T-cells expressing the RT6 surface alloantigen appear to perform important immunoregulatory functions in the rat. Diabetes-prone BB rats lack circulating RT6+ T-cells and spontaneously develop autoimmune diabetes mellitus and thyroiditis. The coisogenic diabetes-resistant BB rat does circulate RT6+ T-cells and is free of disease. Transfusions leading to engraftment of RT6+ T-cells prevent both diabetes and thyroiditis in the diabetes-prone rat.

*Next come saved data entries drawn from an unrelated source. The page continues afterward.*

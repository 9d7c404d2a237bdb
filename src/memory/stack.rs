//! Call stack implementation
//!
//! This module provides the call stack for function execution:
//! - [`Stack`]: The call stack containing frames, rooted at the globals frame
//! - [`StackFrame`]: A single function's activation record
//! - [`Slot`]: A named storage location holding exactly one value
//!
//! # Bindings vs. owned slots
//!
//! A frame binds names to addresses. Stack-resident slots are owned by the
//! frame and die with it; a heap-bound declaration is still *bound* in the
//! frame, but its slot lives in the heap and survives the pop.

use super::value::{Address, Value};
use crate::program::ast::{Location, SiteId, VarKind};
use rustc_hash::FxHashMap;

/// A single storage location
#[derive(Debug, Clone, PartialEq)]
pub struct Slot {
    pub name: String,
    pub kind: VarKind,
    pub value: Value,
    pub site: Option<SiteId>, // None for globals
    pub address: Address,
}

impl Slot {
    pub fn new(
        name: impl Into<String>,
        kind: VarKind,
        value: Value,
        site: Option<SiteId>,
        address: Address,
    ) -> Self {
        Slot {
            name: name.into(),
            kind,
            value,
            site,
            address,
        }
    }
}

/// Stack frame for a function call
#[derive(Debug, Clone)]
pub struct StackFrame {
    pub function_name: String,
    pub call_site: Option<Location>, // Where to return to
    slots: Vec<Slot>,                // Stack-resident slots owned by this frame
    bindings: FxHashMap<String, Address>,
    insertion_order: Vec<String>, // Track order of variable declarations
}

impl StackFrame {
    pub fn new(function_name: String, call_site: Option<Location>) -> Self {
        StackFrame {
            function_name,
            call_site,
            slots: Vec::new(),
            bindings: FxHashMap::default(),
            insertion_order: Vec::new(),
        }
    }

    /// Take ownership of a stack-resident slot, returning its index in the frame
    pub fn push_slot(&mut self, slot: Slot) -> usize {
        self.slots.push(slot);
        self.slots.len() - 1
    }

    /// Bind a name to a slot address (stack or heap)
    pub fn bind(&mut self, name: &str, address: Address) {
        if self.bindings.insert(name.to_string(), address).is_none() {
            self.insertion_order.push(name.to_string());
        }
    }

    /// Address bound to a name in this frame
    pub fn lookup(&self, name: &str) -> Option<Address> {
        self.bindings.get(name).copied()
    }

    pub fn slot(&self, index: usize) -> Option<&Slot> {
        self.slots.get(index)
    }

    pub fn slot_mut(&mut self, index: usize) -> Option<&mut Slot> {
        self.slots.get_mut(index)
    }

    /// Slots owned by this frame
    pub fn slots(&self) -> &[Slot] {
        &self.slots
    }

    /// Bindings in declaration order
    pub fn bindings(&self) -> impl Iterator<Item = (&str, Address)> + '_ {
        self.insertion_order
            .iter()
            .filter_map(|name| self.bindings.get(name).map(|addr| (name.as_str(), *addr)))
    }
}

/// The call stack
#[derive(Debug, Clone)]
pub struct Stack {
    frames: Vec<StackFrame>,
}

impl Stack {
    pub fn new() -> Self {
        Stack { frames: Vec::new() }
    }

    /// Push a new stack frame
    pub fn push_frame(&mut self, function_name: String, call_site: Option<Location>) {
        self.frames.push(StackFrame::new(function_name, call_site));
    }

    /// Pop the top stack frame
    pub fn pop_frame(&mut self) -> Option<StackFrame> {
        self.frames.pop()
    }

    /// Get the current (top) frame
    pub fn current_frame(&self) -> Option<&StackFrame> {
        self.frames.last()
    }

    /// Get a mutable reference to the current frame
    pub fn current_frame_mut(&mut self) -> Option<&mut StackFrame> {
        self.frames.last_mut()
    }

    /// Get all frames, bottom first
    pub fn frames(&self) -> &[StackFrame] {
        &self.frames
    }

    /// Get the depth of the call stack
    pub fn depth(&self) -> usize {
        self.frames.len()
    }

    /// Check if stack is empty
    pub fn is_empty(&self) -> bool {
        self.frames.is_empty()
    }

    pub fn frame(&self, index: usize) -> Option<&StackFrame> {
        self.frames.get(index)
    }

    /// Get a mutable reference to a specific frame by index
    pub fn frame_mut(&mut self, index: usize) -> Option<&mut StackFrame> {
        self.frames.get_mut(index)
    }
}

impl Default for Stack {
    fn default() -> Self {
        Self::new()
    }
}
#[test]
fn test_json_end_to_end() {
    let json = r#"{
        "functions": [
            {
                "name": "main",
                "body": [
                    {"stmt": "declare", "name": "x", "init": {"expr": "lit", "value": {"type": "int", "value": 10}}},
                    {"stmt": "call", "callee": "set", "args": [{"expr": "addr_of", "place": {"place": "var", "name": "x"}}]}
                ]
            },
            {
                "name": "set",
                "params": [{"name": "p", "kind": "pointer"}],
                "body": [
                    {"stmt": "store", "pointer": {"expr": "var", "name": "p"}, "value": {"expr": "lit", "value": {"type": "int", "value": 20}}}
                ]
            }
        ]
    }"#;
    let verdict = simulate(json, SimConfig::default()).expect("Simulation failed");
    let output: serde_json::Value =
        serde_json::from_str(&verdict.to_json().expect("Serialization failed"))
            .expect("Verdict is not valid JSON");

    assert_eq!(output["finalValues"]["x"]["kind"], "primitive");
    assert_eq!(output["finalValues"]["x"]["value"], 20);
    assert_eq!(output["panics"].as_array().map(Vec::len), Some(0));
    assert_eq!(output["placements"]["main.x"], "heap");
    assert_eq!(output["placements"]["set.p"], "stack");
}

#[test]
fn test_json_with_unknown_kind_is_rejected() {
    let json = r#"{"functions": [{"name": "main", "body": [
        {"stmt": "declare", "name": "x", "kind": "channel"}
    ]}]}"#;
    assert!(matches!(
        simulate(json, SimConfig::default()),
        Err(SimError::Json(_))
    ));
}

To investigate the absence of this subset in the lymphopenic BB rat, we used both molecular and biochemical procedures and made the following observations: 1) an mRNA encoding RT6 protein is present in diabetes-prone spleen cells; 2) nucleotide sequencing of this transcript reveals an intact coding sequence for the RT6.1 alloantigen; 3) sensitive chemiluminescent assay of diabetes-prone lymph node cell detergent extracts shows that diabetes-prone RT6 mRNA is translated in vivo; 4) quantitatively, diabetes-prone lymph node cells express < or = 10% of the RT6.1 protein found on similar numbers of diabetes-resistant BB cells; and 5) finally, we obtained evidence of an intact phosphatidylinositol linkage of the molecule to the cell surface and successfully immunoprecipitated the phosphatidylinositol-linked protein with DS4.23 monoclonal antibody, indicating that the RT6.1 antigen is correctly processed and folded in diabetes-prone lymph node cells. We conclude that the near total absence of RT6+ T-cells in the diabetes-prone BB rat is unlikely to be because of a defect in RT6 gene expression per se. Defects in RT6 gene regulation or other cellular defects leading to premature cell death in the T-cell lineage, alone or in combination, may instead be responsible.